Court Rejects Emission 'Trades'
Saturday, February 9, 2008
A federal appeals court yesterday threw out the Environmental Protection Agency's approach to limiting mercury emitted from power-plant smokestacks, saying the agency ignored laws and twisted logic when it imposed new standards that were favorable to plant owners.
The ruling, issued by the U.S. Court of Appeals for the D.C. Circuit, was another judicial rejection of the Bush administration's pollution policies. It comes less than a year after the U.S. Supreme Court rebuked the administration and the EPA for refusing to regulate greenhouse gases.
This court's critique -- which undid a controversial program to "trade" emissions of mercury, a potent neurotoxin -- was especially sharp. It compared the EPA to the capricious Queen of Hearts in "Alice's Adventures in Wonderland," saying the agency had followed its own desires and ignored the "plain text" of the law.
"What the administration did when they came in was to essentially try to torpedo environmental regulations," said James Pew, a lawyer with the activist group Earthjustice who worked on the case. "This really is a repudiation of the Bush administration's environmental legacy."
Coal-fired power plants are responsible for about a third of the country's total mercury emissions. In the Washington area, mercury pollution in waterways has triggered advisories against consuming too much fish from the Chesapeake Bay, the Potomac River and other bodies of water.
Virginia and Maryland, home to most of the area's power plants, have set statewide mercury limits more stringent than the EPA standards. But scientists say the Washington area is still particularly vulnerable to mercury pollution because of wind patterns that carry power plant emissions here from the Midwest.
"We happen to be kind of on the ground zero," said Tom Burke, a professor at Johns Hopkins University's school of public health. He said, though, that many residents eat much less than their limit of locally caught seafood.
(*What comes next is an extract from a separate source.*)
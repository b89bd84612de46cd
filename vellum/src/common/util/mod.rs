mod type_utils;

pub use type_utils::*;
The EPA responded to yesterday's ruling by saying that the ruling wiped out a valuable program that would have reduced mercury emissions by 70 percent.
"We have now no control over existing power plants, which should be of concern to the American people," EPA spokesman Jonathan Shradar said. He said the agency would study the ruling before deciding whether to appeal.
The decision was also condemned -- and on similar grounds -- by the electric power industry.
"Ironically, with their aggressive litigation posture, the environmental community and their state allies have again caused uncertainty and delay in regulating mercury," said Scott Segal, a coal industry lobbyist at the firm Bracewell & Giuliani.
Mercury, a byproduct of burning coal, is an environmental problem because it drops out of the air and accumulates in rivers and streams, winding up stored in the tissue of fish. If the fish are eaten by expectant mothers or children, the metal can cause serious developmental problems in a child's brain.